Mac didn't mind. In a few hours, with the town filling up as it was, he'd be lucky to pay half again that amount for the privilege of a bad night's sleep on one of the sofas Charlie had referred to, in a lobby overflowing with other snoring, probably drunk newsmen. This way he'd have some privacy, a little room to spread out his drawing materials, and only one other snoring, probably drunk newsman to contend with — Charlie.

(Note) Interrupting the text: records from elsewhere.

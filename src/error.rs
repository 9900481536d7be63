use std::fmt;
use std::path::PathBuf;

use serde_derive::{Deserialize, Serialize};
use thiserror::Error;

use crate::native::OpenMode;

pub type Result<T> = std::result::Result<T, Error>;

/// The per-file operation that failed.
#[derive(Debug, Clone, Copy, PartialEq, Eq, Hash, Serialize, Deserialize)]
pub enum FileOp {
    Seek,
    Tell,
    Read,
    Write,
    Available,
    Flush,
    Close,
}

impl fmt::Display for FileOp {
    fn fmt(&self, f: &mut fmt::Formatter<'_>) -> fmt::Result {
        let name = match self {
            FileOp::Seek => "seek",
            FileOp::Tell => "tell",
            FileOp::Read => "read",
            FileOp::Write => "write",
            FileOp::Available => "get available bytes",
            FileOp::Flush => "flush",
            FileOp::Close => "close",
        };
        f.write_str(name)
    }
}

#[derive(Debug, Error)]
pub enum Error {
    #[error("cannot {op} on {path}: {detail}")]
    Failure {
        op: FileOp,
        path: String,
        detail: String,
    },

    #[error("cannot {op} on {path}: caller buffer is not usable contiguous memory")]
    Buffer { op: FileOp, path: String },

    #[error("file {path} is already closed")]
    Closed { path: String },

    #[error("cannot open {path} for {mode:?}: {detail}")]
    Open {
        path: String,
        mode: OpenMode,
        detail: String,
    },

    #[error("failed to connect to filesystem `{0}`")]
    Connect(String),

    #[error("failed to load config file `{path}`")]
    LoadConfig {
        #[source]
        source: std::io::Error,
        path: PathBuf,
    },

    #[error("failed to parse config file `{path}`")]
    ParseConfig {
        #[source]
        source: toml::de::Error,
        path: PathBuf,
    },

    #[error("failed to read configuration from environment")]
    EnvConfig(#[from] envy::Error),
}

impl Error {
    /// The failing file operation, if this error came from one.
    pub fn op(&self) -> Option<FileOp> {
        match self {
            Error::Failure { op, .. } | Error::Buffer { op, .. } => Some(*op),
            _ => None,
        }
    }
}

impl From<Error> for std::io::Error {
    fn from(err: Error) -> Self {
        use std::io::ErrorKind;
        let kind = match &err {
            Error::Buffer { .. } => ErrorKind::InvalidInput,
            Error::Closed { .. } => ErrorKind::NotConnected,
            Error::Open { .. } => ErrorKind::NotFound,
            Error::Connect(_) => ErrorKind::ConnectionRefused,
            _ => ErrorKind::Other,
        };
        std::io::Error::new(kind, err)
    }
}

And a little room it turned out to be. Mac guessed that one of the hotel employees had been evicted for the duration and ordered to take up residence in the stables. The hotel manager was not happy to be cut out of the opportunity to double-bill for the tiny space. He tried to cut his losses by charging an intolerable fee for the cot. Mac pointed out that he'd be almost as comfortable lying on his coat on the floor, and the man finally brought his price down to the merely outrageous.
Charlie went off with the manager, ostensibly to make sure Mac's cot got delivered but more likely to nail down a supply of liquor for the evening.
Mac spread out his supplies on Charlie's bed, checking to make sure that his pens were all clean, then bundled up and went back outside. He sent a wire off to his desk editor apprising him of the situation and finished three highly detailed drawings of the closed jail before the wagons finally arrived.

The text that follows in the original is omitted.